Only one stretch of the listing below is wanted: every line from the first to the line containing "use futures::future::join_all;", set down exactly.
:::::
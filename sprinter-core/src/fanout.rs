//! Running one operation across many repositories at once
//!
//! Every repository gets its own future; all of them are polled concurrently
//! and the batch completes once each has settled. A failing repository never
//! stops its siblings: its errors are attributed to it and returned next to
//! whatever the other repositories produced.

use std::future::Future;

use futures::future::join_all;
use serde::Serialize;
use tracing::{info, warn};

use crate::repo::RepoId;
use crate::repo_error::RepoError;
use crate::tracker::{TrackerError, TrackerResult};

/// What one repository produced: a value, errors, or some of both
#[derive(Debug, Clone)]
pub struct Fetched<T> {
    pub value: Option<T>,
    pub errors: Vec<TrackerError>,
}

impl<T> Fetched<T> {
    pub fn ok(value: T) -> Self {
        Self {
            value: Some(value),
            errors: Vec::new(),
        }
    }

    pub fn failed(error: TrackerError) -> Self {
        Self {
            value: None,
            errors: vec![error],
        }
    }

    /// Nothing to report, e.g. a repository skipped by the operation
    pub fn skipped() -> Self {
        Self {
            value: None,
            errors: Vec::new(),
        }
    }
}

impl<T> From<TrackerResult<T>> for Fetched<T> {
    fn from(result: TrackerResult<T>) -> Self {
        match result {
            Ok(value) => Fetched::ok(value),
            Err(error) => Fetched::failed(error),
        }
    }
}

/// Outcome of a batch operation.
///
/// `errors` and `items` are independent: a batch can carry both.
#[derive(Debug, Clone, Default, PartialEq, Serialize)]
pub struct Batch<T> {
    pub errors: Vec<RepoError>,
    pub items: T,
}

impl<T> Batch<T> {
    pub fn new(errors: Vec<RepoError>, items: T) -> Self {
        Self { errors, items }
    }

    /// Wrap the outcome of a single repository
    pub fn from_repo(repo: &RepoId, fetched: Fetched<T>) -> Self
    where
        T: Default,
    {
        let errors = attribute_all(repo, fetched.errors);
        Self {
            errors,
            items: fetched.value.unwrap_or_default(),
        }
    }

    pub fn has_errors(&self) -> bool {
        !self.errors.is_empty()
    }

    pub fn map<U>(self, f: impl FnOnce(T) -> U) -> Batch<U> {
        Batch {
            errors: self.errors,
            items: f(self.items),
        }
    }

    /// Append the errors of an earlier phase in front of this batch's
    pub fn with_prior_errors(mut self, mut prior: Vec<RepoError>) -> Self {
        prior.append(&mut self.errors);
        self.errors = prior;
        self
    }
}

fn attribute_all(repo: &RepoId, errors: Vec<TrackerError>) -> Vec<RepoError> {
    errors
        .into_iter()
        .map(|err| {
            warn!(repo = %repo, code = ?err.code, error = %err.message, "Repository operation failed");
            RepoError::attribute(repo, err)
        })
        .collect()
}

/// Run `run` once per target concurrently.
///
/// Targets are anything that names a repository. Values are returned in
/// target order with failed or skipped targets left out.
pub async fn for_each_target<'a, K, T, F, Fut>(targets: &'a [K], run: F) -> Batch<Vec<T>>
where
    K: AsRef<RepoId>,
    F: Fn(&'a K) -> Fut,
    Fut: Future<Output = Fetched<T>>,
{
    let outcomes = join_all(targets.iter().map(&run)).await;

    let mut errors = Vec::new();
    let mut items = Vec::with_capacity(outcomes.len());
    for (target, outcome) in targets.iter().zip(outcomes) {
        errors.extend(attribute_all(target.as_ref(), outcome.errors));
        if let Some(value) = outcome.value {
            items.push(value);
        }
    }

    info!(
        repos = targets.len(),
        succeeded = items.len(),
        errors = errors.len(),
        "Batch complete"
    );

    Batch { errors, items }
}

/// Run `run` once per repository concurrently
pub async fn for_each_repo<'a, T, F, Fut>(repos: &'a [RepoId], run: F) -> Batch<Vec<T>>
where
    F: Fn(&'a RepoId) -> Fut,
    Fut: Future<Output = Fetched<T>>,
{
    for_each_target(repos, run).await
}

/// Like [`for_each_repo`] for operations that yield a collection per
/// repository, merged into one list
pub async fn for_each_repo_flattened<'a, T, F, Fut>(repos: &'a [RepoId], run: F) -> Batch<Vec<T>>
where
    F: Fn(&'a RepoId) -> Fut,
    Fut: Future<Output = Fetched<Vec<T>>>,
{
    for_each_repo(repos, run)
        .await
        .map(|nested| nested.into_iter().flatten().collect())
}
//! Records returned by the tracker and payloads sent to it
//!
//! Every record carries the `repo` slug it came from. The tracker leaves it
//! empty; the paginator fills it in.

use chrono::{DateTime, Utc};
use futures::future::BoxFuture;
use serde::{Deserialize, Serialize};

use crate::filter::ItemQuery;
use crate::repo::RepoId;
use crate::tracker::{IssueTracker, Page, PageCursor, TrackerResult};

/// Open/closed state of an issue, pull request or milestone
#[derive(Debug, Clone, Copy, Default, PartialEq, Eq, Hash, Serialize, Deserialize)]
#[serde(rename_all = "lowercase")]
pub enum ItemState {
    #[default]
    Open,
    Closed,
}

impl ItemState {
    pub fn as_str(self) -> &'static str {
        match self {
            ItemState::Open => "open",
            ItemState::Closed => "closed",
        }
    }
}

/// A record tagged with its originating repository
pub trait RepoScoped {
    fn repo(&self) -> &str;
    fn set_repo(&mut self, slug: &str);
}

/// GitHub user reference
#[derive(Debug, Clone, PartialEq, Eq, Serialize, Deserialize)]
pub struct User {
    pub login: String,
    #[serde(default)]
    pub html_url: Option<String>,
}

/// Repository label
#[derive(Debug, Clone, PartialEq, Eq, Serialize, Deserialize)]
pub struct Label {
    pub name: String,
    #[serde(default)]
    pub color: String,
    #[serde(default)]
    pub description: Option<String>,
    #[serde(default, skip_serializing_if = "String::is_empty")]
    pub repo: String,
}

/// Repository milestone
#[derive(Debug, Clone, PartialEq, Eq, Serialize, Deserialize)]
pub struct Milestone {
    pub number: u64,
    pub title: String,
    #[serde(default)]
    pub state: ItemState,
    #[serde(default)]
    pub description: Option<String>,
    #[serde(default)]
    pub due_on: Option<DateTime<Utc>>,
    #[serde(default)]
    pub open_issues: u64,
    #[serde(default)]
    pub closed_issues: u64,
    #[serde(default)]
    pub html_url: Option<String>,
    #[serde(default, skip_serializing_if = "String::is_empty")]
    pub repo: String,
}

/// Issue as returned by the tracker
#[derive(Debug, Clone, PartialEq, Serialize, Deserialize)]
pub struct Issue {
    pub number: u64,
    pub title: String,
    #[serde(default)]
    pub body: Option<String>,
    #[serde(default)]
    pub state: ItemState,
    #[serde(default)]
    pub labels: Vec<Label>,
    #[serde(default)]
    pub milestone: Option<Milestone>,
    #[serde(default)]
    pub assignee: Option<User>,
    #[serde(default)]
    pub html_url: String,
    pub created_at: DateTime<Utc>,
    pub updated_at: DateTime<Utc>,
    /// Present when the issue is actually a pull request
    #[serde(default, skip_serializing_if = "Option::is_none")]
    pub pull_request: Option<serde_json::Value>,
    #[serde(default)]
    pub repo: String,
}

/// Branch reference on a pull request
#[derive(Debug, Clone, PartialEq, Eq, Serialize, Deserialize)]
pub struct BranchRef {
    #[serde(rename = "ref")]
    pub ref_field: String,
}

/// Pull request as returned by the tracker
#[derive(Debug, Clone, PartialEq, Serialize, Deserialize)]
pub struct PullRequest {
    pub number: u64,
    pub title: String,
    #[serde(default)]
    pub body: Option<String>,
    #[serde(default)]
    pub state: ItemState,
    #[serde(default)]
    pub draft: bool,
    #[serde(default)]
    pub labels: Vec<Label>,
    #[serde(default)]
    pub milestone: Option<Milestone>,
    #[serde(default)]
    pub assignee: Option<User>,
    #[serde(default)]
    pub html_url: String,
    pub created_at: DateTime<Utc>,
    pub updated_at: DateTime<Utc>,
    #[serde(default)]
    pub merged_at: Option<DateTime<Utc>>,
    #[serde(default)]
    pub head: Option<BranchRef>,
    #[serde(default)]
    pub base: Option<BranchRef>,
    #[serde(default)]
    pub repo: String,
}

/// Repository collaborator
#[derive(Debug, Clone, PartialEq, Eq, Serialize, Deserialize)]
pub struct Collaborator {
    pub login: String,
    #[serde(default)]
    pub html_url: String,
    #[serde(default)]
    pub repo: String,
}

macro_rules! impl_repo_scoped {
    ($($ty:ty),+) => {
        $(impl RepoScoped for $ty {
            fn repo(&self) -> &str {
                &self.repo
            }

            fn set_repo(&mut self, slug: &str) {
                self.repo = slug.to_string();
            }
        })+
    };
}

impl_repo_scoped!(Label, Milestone, Issue, PullRequest, Collaborator);

/// Behaviour shared by issues and pull requests, which are listed, filtered,
/// sorted and grouped the same way.
pub trait TrackedItem: RepoScoped + Clone + Send + Sync + 'static {
    /// Fetch one page of this kind of item
    fn list_page<'a>(
        tracker: &'a dyn IssueTracker,
        repo: &'a RepoId,
        query: &'a ItemQuery,
        cursor: Option<PageCursor>,
    ) -> BoxFuture<'a, TrackerResult<Page<Self>>>;

    fn number(&self) -> u64;
    fn updated_at(&self) -> DateTime<Utc>;
    fn milestone(&self) -> Option<&Milestone>;
    fn labels(&self) -> &[Label];
    fn body(&self) -> &str;

    fn milestone_title(&self) -> Option<&str> {
        self.milestone().map(|m| m.title.as_str())
    }

    fn has_label(&self, name: &str) -> bool {
        self.labels().iter().any(|l| l.name == name)
    }
}

impl TrackedItem for Issue {
    fn list_page<'a>(
        tracker: &'a dyn IssueTracker,
        repo: &'a RepoId,
        query: &'a ItemQuery,
        cursor: Option<PageCursor>,
    ) -> BoxFuture<'a, TrackerResult<Page<Self>>> {
        tracker.list_issues(repo, query, cursor)
    }

    fn number(&self) -> u64 {
        self.number
    }

    fn updated_at(&self) -> DateTime<Utc> {
        self.updated_at
    }

    fn milestone(&self) -> Option<&Milestone> {
        self.milestone.as_ref()
    }

    fn labels(&self) -> &[Label] {
        &self.labels
    }

    fn body(&self) -> &str {
        self.body.as_deref().unwrap_or_default()
    }
}

impl TrackedItem for PullRequest {
    fn list_page<'a>(
        tracker: &'a dyn IssueTracker,
        repo: &'a RepoId,
        query: &'a ItemQuery,
        cursor: Option<PageCursor>,
    ) -> BoxFuture<'a, TrackerResult<Page<Self>>> {
        tracker.list_pull_requests(repo, query, cursor)
    }

    fn number(&self) -> u64 {
        self.number
    }

    fn updated_at(&self) -> DateTime<Utc> {
        self.updated_at
    }

    fn milestone(&self) -> Option<&Milestone> {
        self.milestone.as_ref()
    }

    fn labels(&self) -> &[Label] {
        &self.labels
    }

    fn body(&self) -> &str {
        self.body.as_deref().unwrap_or_default()
    }
}

/// Payload for creating the same milestone everywhere
#[derive(Debug, Clone, PartialEq, Eq, Serialize, Deserialize)]
pub struct MilestoneSpec {
    pub title: String,
    #[serde(default, skip_serializing_if = "Option::is_none")]
    pub description: Option<String>,
    #[serde(default, skip_serializing_if = "Option::is_none")]
    pub due_on: Option<DateTime<Utc>>,
}

impl MilestoneSpec {
    pub fn new(title: impl Into<String>) -> Self {
        Self {
            title: title.into(),
            description: None,
            due_on: None,
        }
    }

    pub fn with_description(mut self, description: impl Into<String>) -> Self {
        self.description = Some(description.into());
        self
    }

    pub fn with_due_on(mut self, due_on: DateTime<Utc>) -> Self {
        self.due_on = Some(due_on);
        self
    }
}

/// Fields to change on an existing milestone; unset fields are left alone
#[derive(Debug, Clone, Default, PartialEq, Eq, Serialize, Deserialize)]
pub struct MilestoneUpdate {
    #[serde(default, skip_serializing_if = "Option::is_none")]
    pub title: Option<String>,
    #[serde(default, skip_serializing_if = "Option::is_none")]
    pub description: Option<String>,
    #[serde(default, skip_serializing_if = "Option::is_none")]
    pub due_on: Option<DateTime<Utc>>,
    #[serde(default, skip_serializing_if = "Option::is_none")]
    pub state: Option<ItemState>,
}

/// Payload for creating a label
#[derive(Debug, Clone, PartialEq, Eq, Serialize, Deserialize)]
pub struct LabelSpec {
    pub name: String,
    /// Hex color without the leading `#`
    pub color: String,
    #[serde(default, skip_serializing_if = "Option::is_none")]
    pub description: Option<String>,
}

impl LabelSpec {
    pub fn new(name: impl Into<String>, color: impl Into<String>) -> Self {
        Self {
            name: name.into(),
            color: color.into().trim_start_matches('#').to_string(),
            description: None,
        }
    }
}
:::::
_OUTPUT FOR THIS TASK_
filename sprinter-core/src/fanout.rs
//! Running one operation across many repositories at once
//!
//! Every repository gets its own future; all of them are polled concurrently
//! and the batch completes once each has settled. A failing repository never
//! stops its siblings: its errors are attributed to it and returned next to
//! whatever the other repositories produced.

use std::future::Future;

use futures::future::join_all;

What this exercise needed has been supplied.